By Claire Harlin email@example.com
By Claire Harlin
Fortunately for North County chocolate lovers, Del Mar, Carmel Valley and Solana Beach happen to be home to a few of the most coveted chocolatiers in San Diego — and nationwide.
As people become more aware and more adventurous when it comes to the finer things in life — sweets, cheese, wine, beer and so on — specialty gourmet chocolate shops like Dallmann Confections, Jer’s Chocolates and Chuao Chocolatiers are leading a movement that’s sweeping the nation and making indulgence more a part of people’s lives. And their owners, albeit completely different from one another, exude passion strong enough to inspire executives to trade their business suits for chef coats and join the movement.
After all, that’s what Jerry Swain, owner of Jer’s, and Michael Antonorsi, owner of Chuao, did. Both men worked for years in the telecommunications field before they followed their passion. For Antonorsi, a Rancho Santa Fe resident and native Venezuelan, that meant picking up and moving his family from Venezuela to Paris to attend a gourmet culinary school. For Swain, a Solana Beach resident of more than 15 years, that meant revisiting his interests and making a courageous career change based on a yearning to build something innovative from the ground up.
Swain will tell you his success “happened by accident,” but don’t believe him — his talent, popularity and business savvy was apparent early on. He wowed his peers in college at the University of California, Riverside — where he served as student body president — with peanut butter balls that acquired the name “Jer’s Balls.” His specialty became the focus of annual potlucks, which also grew to the point that he started renting out venues for the event. That gave rise to the “Jer’s Ball” fundraiser event, which raised money for the local food bank for nine years.
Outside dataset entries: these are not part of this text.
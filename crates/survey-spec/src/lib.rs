#![allow(missing_docs)]

pub mod answers;
pub mod assets;
pub mod error;
pub mod flatten;
pub mod render;
pub mod spec;
pub mod survey;
pub mod template;
pub mod validate;

pub use answers::{RespondentDocument, merge, project};
pub use assets::{AssetRegistry, content_type};
pub use error::SurveyError;
pub use flatten::flatten;
pub use render::{RenderedPage, render_live_page, render_page};
pub use spec::{ContinueKind, EachBlock, LineItem, LineKind, PageNodeRaw, SurveyDocument};
pub use survey::{Continuation, Page, PageBody, SurveySpec};
pub use template::{TemplateError, Vars};
pub use validate::{DryRunReport, dry_run};

/// Parses, flattens, and dry-runs a survey document in one step.
pub fn load(
    text: &str,
    assets: &AssetRegistry,
) -> Result<(SurveySpec, DryRunReport), SurveyError> {
    let document = SurveyDocument::from_json(text)?;
    let spec = flatten(&document)?;
    let report = dry_run(&spec, assets)?;
    Ok((spec, report))
}
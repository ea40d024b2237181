use std::path::PathBuf;

use thiserror::Error;

use crate::template::TemplateError;

/// Failures raised while loading, validating, or rendering a survey.
#[derive(Debug, Error)]
pub enum SurveyError {
    /// Malformed or unrecognized node, page type, continuation, line kind,
    /// or non-integer loop bound.
    #[error("invalid survey spec: {0}")]
    InvalidSpec(String),
    #[error(transparent)]
    Template(#[from] TemplateError),
    #[error("page index {index} is out of range (survey has {len} pages)")]
    OutOfRange { index: usize, len: usize },
    #[error("asset not found: {}", .0.display())]
    MissingAsset(PathBuf),
    #[error("duplicate page id '{pid}' at pages {first} and {second}")]
    DuplicatePageId {
        pid: String,
        first: usize,
        second: usize,
    },
    #[error("survey has no terminal page (no page with continue \"end\")")]
    MissingTerminalPage,
    #[error("page {index} failed to render: {source}")]
    Page {
        index: usize,
        #[source]
        source: Box<SurveyError>,
    },
}

impl SurveyError {
    /// Returns the innermost error, skipping page annotations.
    pub fn root(&self) -> &SurveyError {
        match self {
            SurveyError::Page { source, .. } => source.root(),
            other => other,
        }
    }

    pub fn is_unresolved_variable(&self) -> bool {
        matches!(
            self.root(),
            SurveyError::Template(TemplateError::UnresolvedVariable { .. })
        )
    }
}
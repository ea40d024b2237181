use std::collections::HashMap;
use std::path::{Path, PathBuf};
use std::sync::{Mutex, MutexGuard};

use crate::error::SurveyError;

#[derive(Debug, Default)]
struct AliasTable {
    by_path: HashMap<PathBuf, String>,
    by_alias: HashMap<String, PathBuf>,
}

/// Maps image files referenced by the survey to opaque served aliases.
///
/// Aliases are numbered in first-seen order (`0.png`, `1.svg`, ...) and stay
/// stable for the registry's lifetime.
#[derive(Debug)]
pub struct AssetRegistry {
    base: PathBuf,
    table: Mutex<AliasTable>,
}

impl AssetRegistry {
    /// Creates a registry resolving relative paths against `base`.
    pub fn new(base: impl Into<PathBuf>) -> Self {
        Self {
            base: base.into(),
            table: Mutex::new(AliasTable::default()),
        }
    }

    /// Returns the alias for `path`, registering it on first use.
    pub fn register(&self, path: &str) -> Result<String, SurveyError> {
        let full = self.base.join(path);
        let mut table = self.lock();
        if let Some(alias) = table.by_path.get(&full) {
            return Ok(alias.clone());
        }
        if !full.is_file() {
            return Err(SurveyError::MissingAsset(full));
        }
        let alias = format!("{}.{}", table.by_path.len(), extension(&full));
        table.by_path.insert(full.clone(), alias.clone());
        table.by_alias.insert(alias.clone(), full);
        Ok(alias)
    }

    /// Real path behind a previously issued alias.
    pub fn resolve(&self, alias: &str) -> Option<PathBuf> {
        self.lock().by_alias.get(alias).cloned()
    }

    fn lock(&self) -> MutexGuard<'_, AliasTable> {
        self.table.lock().unwrap_or_else(|poisoned| poisoned.into_inner())
    }
}

/// MIME type served for an image file.
pub fn content_type(path: &Path) -> String {
    match extension(path).as_str() {
        "svg" => "image/svg+xml".to_string(),
        "jpg" => "image/jpeg".to_string(),
        ext => format!("image/{ext}"),
    }
}

fn extension(path: &Path) -> String {
    path.extension()
        .and_then(|ext| ext.to_str())
        .unwrap_or_default()
        .to_string()
}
It was still years before he noticed that 85 percent of mainstream chocolate candies somehow incorporate the peanut flavor, and decided to build a business that would cater to the peanut butter chocolate addicts of the world.
Unlike Dallmann and Chuao, which are constantly at the forefront of chocolate innovation, Jer’s isn’t trendy — this is, unless you consider flavor a trend.
“We’re not trying to incite the ‘wow’ factor or intrigue,” said Swain. “We’re just offering a good natural product that people will continue to buy over and over.”
Isabella Valencia, on the other hand, knows how to intrigue her loyal followers — who not only love her chocolates but they love her, too. The owner of Dallmann Confections, located in the Flower Hill Promenade, makes herself a vital part of her customers’ chocolate experience with her weekly in-store tastings, in which she strategically pairs her confections with cheese, wine, salt, tapas, scotch, beer and other fine foods.
Each of her chocolates is a work of art, hand painted and uniquely flavored, and she seeks to heighten appreciation of her product through her educational events, which highlight the diversity and versatility of her medium.
Valencia learned her craft in Austria, where her family operates a successful pastry shop, but she doesn’t keep her skills a secret — she holds hand-on classes in the kitchen to show people what goes into the making of each piece.
Both Valencia and Antonorsi said their most popular flavors at the moment combine sweet with salty. Valencia can hardly keep her sea salt and carmel chocolate on the shelves, and Antonorsi just came out with a potato chip and chocolate candy bar.
Both shops have also made chocolate fanatics out of their spicy treats. Dallmann offers chile and cayenne chocolates, and Chuao’s popular “firecracker” chocolate (caramel fudge with chipotle chile and salt, rolled in popping candy and enrobed in dark chocolate) has been featured on the Food Network and the Cooking Channel.
“It makes everyone feel like a child,” said Antonorsi. “Even my 70-year mom, who’s very traditional and formal, gets the giggles when she eats it.”